Observations could be made along the meridian, with exposures of 1 to 2 minutes a pop (multi-wavelength would even be possible.) With so many IIS imagers here, hell, two or three similar telescopes scattered in differing latitudes might even be able to do it in short time, whose results
Image calibration could be done by a bright computer whizz :nerd: basically using only the free C.D.S.'s ALADIN, who could even write simple program software for automated reductions, and epoch adjustment for 2000.0, or any current (2010) or future epoch I.e. 2025 or 2050.
Best of all you could produce a photographic atlas / star catalogue, probably better than Sky Catalogue 2000.0 or Uranometria 2000.0, and would not have to curtail copyright limitations - only having to acknowledge the CDS software. (Once completed you could then do variable star observations or double stars measures forever and a day.)
:2thumbs:

Ummmm... Almost very tempted to do this myself...

"The Enchilada Star Atlas : 2010" (ESA) ??
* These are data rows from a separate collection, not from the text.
use std::fs;

use chrono::NaiveDate;
use tally_core::{storage::LedgerStorage, CoreError};
use tally_domain::Entry;
use tally_storage_csv::CsvLedgerStorage;
use tempfile::tempdir;

fn day(d: u32) -> NaiveDate {
    NaiveDate::from_ymd_opt(2024, 6, d).unwrap()
}

#[test]
fn ensure_creates_header_only_file() {
    let dir = tempdir().expect("tempdir");
    let storage = CsvLedgerStorage::new(dir.path().join("data")).expect("create storage");

    storage.ensure("cafe1").expect("ensure");

    let path = storage.ledger_path("cafe1");
    assert_eq!(fs::read_to_string(&path).unwrap(), "date,time,income,note\n");
    assert!(storage.read_all("cafe1").unwrap().is_empty());
}

#[test]
fn ensure_is_idempotent_and_never_truncates() {
    let dir = tempdir().expect("tempdir");
    let storage = CsvLedgerStorage::new(dir.path().to_path_buf()).expect("create storage");

    storage.ensure("cafe1").unwrap();
    storage
        .append("cafe1", &Entry::new(day(1), Some("09:00".into()), 10.0, ""))
        .unwrap();
    let before = fs::read_to_string(storage.ledger_path("cafe1")).unwrap();

    storage.ensure("cafe1").unwrap();
    storage.ensure("cafe1").unwrap();

    let after = fs::read_to_string(storage.ledger_path("cafe1")).unwrap();
    assert_eq!(before, after);
    assert_eq!(storage.read_all("cafe1").unwrap().len(), 1);
}

#[test]
fn append_then_read_round_trips_last_entry() {
    let dir = tempdir().expect("tempdir");
    let storage = CsvLedgerStorage::new(dir.path().to_path_buf()).expect("create storage");

    storage
        .append("cafe1", &Entry::new(day(1), Some("08:30".into()), 5.0, "first"))
        .unwrap();
    let entry = Entry::new(day(2), Some("19:45".into()), 12.346, "espresso, cake \"combo\"");
    storage.append("cafe1", &entry).unwrap();

    let entries = storage.read_all("cafe1").unwrap();
    assert_eq!(entries.len(), 2);
    let last = entries.last().unwrap();
    assert_eq!(last.date, day(2));
    assert_eq!(last.time.as_deref(), Some("19:45"));
    assert_eq!(last.income, 12.35);
    assert_eq!(last.note, "espresso, cake \"combo\"");

    let raw = fs::read_to_string(storage.ledger_path("cafe1")).unwrap();
    assert!(raw.contains(",12.35,"));
}

#[test]
fn duplicate_timestamps_are_allowed() {
    let dir = tempdir().expect("tempdir");
    let storage = CsvLedgerStorage::new(dir.path().to_path_buf()).expect("create storage");
    let entry = Entry::new(day(3), Some("10:00".into()), 1.0, "");

    storage.append("dup", &entry).unwrap();
    storage.append("dup", &entry).unwrap();

    assert_eq!(storage.read_all("dup").unwrap().len(), 2);
}

#[test]
fn malformed_rows_are_dropped_silently() {
    let dir = tempdir().expect("tempdir");
    let storage = CsvLedgerStorage::new(dir.path().to_path_buf()).expect("create storage");
    let path = storage.ledger_path("legacy");
    fs::write(
        &path,
        "date,time,income,note\n\
         2024-06-01,09:00,15.50,good\n\
         2024-06-01,10:00,abc,bad income\n\
         ,11:00,3.00,missing date\n\
         not-a-date,12:00,3.00,bad date\n\
         2024-06-02,,,\n\
         2024-06-03,13:00,inf,infinite\n",
    )
    .unwrap();

    let entries = storage.read_all("legacy").unwrap();
    assert_eq!(entries.len(), 2);
    assert_eq!(entries[0].income, 15.5);
    assert_eq!(entries[0].note, "good");
    assert_eq!(entries[1].date, day(2));
    assert_eq!(entries[1].income, 0.0);
    assert!(entries[1].time.is_none());
}

#[test]
fn one_good_and_one_bad_row_yield_only_the_good_row() {
    let dir = tempdir().expect("tempdir");
    let storage = CsvLedgerStorage::new(dir.path().to_path_buf()).expect("create storage");
    fs::write(
        storage.ledger_path("mixed"),
        "date,time,income,note\n2024-06-05,14:00,20.00,\n2024-06-05,15:00,twenty,\n",
    )
    .unwrap();

    let entries = storage.read_all("mixed").unwrap();
    assert_eq!(entries.len(), 1);
    assert_eq!(entries[0].income, 20.0);
}

#[test]
fn append_repairs_missing_trailing_newline() {
    let dir = tempdir().expect("tempdir");
    let storage = CsvLedgerStorage::new(dir.path().to_path_buf()).expect("create storage");
    fs::write(
        storage.ledger_path("hand_edited"),
        "date,time,income,note\n2024-06-01,09:00,1.00,no newline",
    )
    .unwrap();

    storage
        .append("hand_edited", &Entry::new(day(2), None, 2.0, ""))
        .unwrap();

    let entries = storage.read_all("hand_edited").unwrap();
    assert_eq!(entries.len(), 2);
    assert_eq!(entries[0].note, "no newline");
    assert_eq!(entries[1].income, 2.0);
}

#[test]
fn names_with_one_file_share_a_storage_key() {
    let dir = tempdir().expect("tempdir");
    let storage = CsvLedgerStorage::new(dir.path().to_path_buf()).expect("create storage");

    assert_eq!(storage.storage_key("cafe.1"), "cafe_1");
    assert_eq!(storage.storage_key("Cafe_1"), storage.storage_key("cafe.1"));
    assert_eq!(storage.ledger_path("cafe.1"), storage.ledger_path("Cafe_1"));
    assert_ne!(storage.storage_key("cafe1"), storage.storage_key("cafe_1"));
}

#[test]
fn unavailable_root_is_fatal() {
    let dir = tempdir().expect("tempdir");
    let blocker = dir.path().join("not_a_dir");
    fs::write(&blocker, "occupied").unwrap();

    let result = CsvLedgerStorage::new(blocker.join("data"));
    assert!(matches!(result, Err(CoreError::Io(_))));
}
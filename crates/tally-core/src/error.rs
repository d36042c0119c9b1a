use thiserror::Error;

#[derive(Debug, Error)]
pub enum CoreError {
    #[error("Invalid input: {0}")]
    InvalidInput(String),
    #[error("Daily quota reached ({count}/{limit})")]
    QuotaExceeded { count: usize, limit: usize },
    #[error("Tenant not found: {0}")]
    TenantNotFound(String),
    #[error("Tenant already exists: {0}")]
    TenantExists(String),
    #[error("Invalid credentials")]
    InvalidCredentials,
    #[error("Password must be at least {min} characters")]
    PasswordTooShort { min: usize },
    #[error("Credential error: {0}")]
    Credential(String),
    #[error("Storage error: {0}")]
    Storage(String),
    #[error("I/O error: {0}")]
    Io(#[from] std::io::Error),
}
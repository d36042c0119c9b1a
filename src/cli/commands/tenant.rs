use tally_core::catalog::catalog;
use tally_domain::Tier;

use crate::cli::context::{CommandError, CommandResult, ShellContext};
use crate::cli::output;

use super::CommandDefinition;

pub(crate) fn definitions() -> Vec<CommandDefinition> {
    vec![
        CommandDefinition::new(
            "tenant-add",
            "Register a tenant with its own ledger",
            "tenant-add <tenant> <basic|gold|platinum> [password]",
            cmd_tenant_add,
        ),
        CommandDefinition::new("tenants", "List registered tenants", "tenants", cmd_tenants),
    ]
}

fn cmd_tenant_add(context: &mut ShellContext, args: &[&str]) -> CommandResult {
    let (Some(id), Some(tier)) = (args.first(), args.get(1)) else {
        return Err(CommandError::InvalidArguments(
            "tenant-add <tenant> <basic|gold|platinum> [password]".into(),
        ));
    };
    let messages = catalog(context.locale);
    let tier = Tier::from_str(tier);
    if !tier.is_known() {
        output::warning(messages.unknown_tier(&tier));
    }
    let password = context.secret_arg(args, 2, messages.password_prompt)?;
    let tenant = context.dashboard.register_tenant(id, &password, tier)?;
    output::success(messages.tenant_registered(&tenant));
    Ok(())
}

fn cmd_tenants(context: &mut ShellContext, _args: &[&str]) -> CommandResult {
    let ids = context.dashboard.tenant_ids()?;
    if ids.is_empty() {
        output::info(catalog(context.locale).no_tenants);
        return Ok(());
    }
    for id in ids {
        let tenant = context.dashboard.tenant(&id)?;
        let marker = if context.session.as_deref() == Some(id.as_str()) {
            "*"
        } else {
            " "
        };
        output::raw(format!("{marker} {:<20} {}", tenant.id, tenant.tier));
    }
    Ok(())
}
....we have the technology and the manpower folks! :fishing:

NOTE: Had Dunlop ever seen this, I think he would have either had a "fit of the vapours" or would need a few stiff drams of the ol' Scottish whiskey!! :scared:

Thanks Enchilada, that was a good analysis. My calculation:
Radius in degrees = 360 divided by (2 times pi) and sweeps = 4 times pi times (57.29.. squared) divided by 0.75 = 55,004.
(I didn't worry about the halves each end.)